Animals have been a big part of life in the Quattlebaum family. Over the years, they’ve had six dogs, five cats, two horses and a turtle. The family has arranged for medical care for rescue dogs they have taken in, and even created an endowment to establish a clinic at an animal rescue shelter in Georgetown, South Carolina, several years ago. The clinic not only provides medical care for rescues, but also for economically distressed pet owners.
Helping to establish the distinguished chair at NC State was a logical next step.
“I was very pleased to know how excited Dr. Birkenheuer was. The professor was just thrilled and it brought warmth to my heart,” says Hayden Quattlebaum.
The current pandemic is providing an all-too-vivid illustration of the importance of the kind of research enabled by the Quattlebaums’ gift.

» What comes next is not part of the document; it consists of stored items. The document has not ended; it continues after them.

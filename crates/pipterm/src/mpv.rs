/// mpv IPC driver with separated reader/writer tasks, and the music-channel
/// `AudioEngine` built on it.
///
/// Architecture:
///
/// ```text
///   MpvDriver::spawn_and_connect()
///         │
///         ├── writer_task   ← receives PendingRequest via mpsc, serialises → socket
///         └── reader_task   ← reads JSON lines from socket
///                                ├── response (has request_id) → matched oneshot::Sender
///                                └── event / property-change   → broadcast to subscribers
/// ```
///
/// One long-lived `mpv --idle` process is spawned lazily on the first load
/// and respawned if it dies.
///
/// Platform notes:
/// - Unix:   Unix domain sockets
/// - Windows: Named pipes  \\.\pipe\<name>
use std::collections::HashMap;
use std::path::{Path, PathBuf};
use std::sync::atomic::{AtomicU64, Ordering};
use std::sync::Arc;
use std::time::Duration;

use anyhow::Context;
use pipterm_core::engine::{AudioEngine, EngineError};
use pipterm_core::platform;
use serde_json::{json, Value};
use tokio::io::{AsyncBufReadExt, AsyncWriteExt, BufReader};
use tokio::sync::{broadcast, mpsc, oneshot, Mutex};
use tracing::{debug, info, warn};

#[cfg(unix)]
use tokio::net::UnixStream;

#[cfg(windows)]
use tokio::net::windows::named_pipe::ClientOptions;

static NEXT_REQ_ID: AtomicU64 = AtomicU64::new(1);

/// How long `play` waits for mpv to confirm the file opened.
const LOAD_CONFIRM_TIMEOUT: Duration = Duration::from_secs(3);

type PendingMap = Arc<Mutex<HashMap<u64, oneshot::Sender<anyhow::Result<Value>>>>>;

struct PendingRequest {
    req_id: u64,
    payload: String, // serialised JSON line (already has '\n')
    reply: oneshot::Sender<anyhow::Result<Value>>,
}

/// An unsolicited mpv message (no request_id).
#[derive(Debug, Clone)]
pub struct MpvEvent {
    pub raw: Value,
}

impl MpvEvent {
    /// e.g. "start-file", "file-loaded", "end-file".
    pub fn event_name(&self) -> Option<&str> {
        self.raw.get("event")?.as_str()
    }

    /// `end-file` with `reason: "error"`, carrying mpv's `file_error` text.
    pub fn load_error(&self) -> Option<String> {
        if self.event_name()? != "end-file" || self.raw.get("reason")?.as_str()? != "error" {
            return None;
        }
        let detail = self
            .raw
            .get("file_error")
            .and_then(|v| v.as_str())
            .unwrap_or("unknown error");
        Some(detail.to_string())
    }
}

// ── public handle ─────────────────────────────────────────────────────────────

/// Cloneable handle to the mpv writer task and the event stream.
#[derive(Clone)]
pub struct MpvHandle {
    tx: mpsc::Sender<PendingRequest>,
    events: broadcast::Sender<MpvEvent>,
}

“Endowed funding at this level will not only directly help animals by allowing us to perform companion animal infectious disease research to benefit dogs and cats, it will help us train and support the next generation of clinicians and scientists,” says Birkenheuer.
“As 2020 has shown us, new infectious diseases are always right around the corner or just a plane ride away. Sustainable funding not only allows us to have the marathon-like endurance needed to solve wicked problems we know about, it allows us to be agile and fast so we can sprint to solve new problems that we didn’t even know existed.”
Increasing the number of named and endowed professorships and chairs is a key priority of NC State’s Think and Do the Extraordinary Campaign. Since the launch of the campaign, generous supporters have endowed an additional 100 distinguished professorships and chairs across the university to date.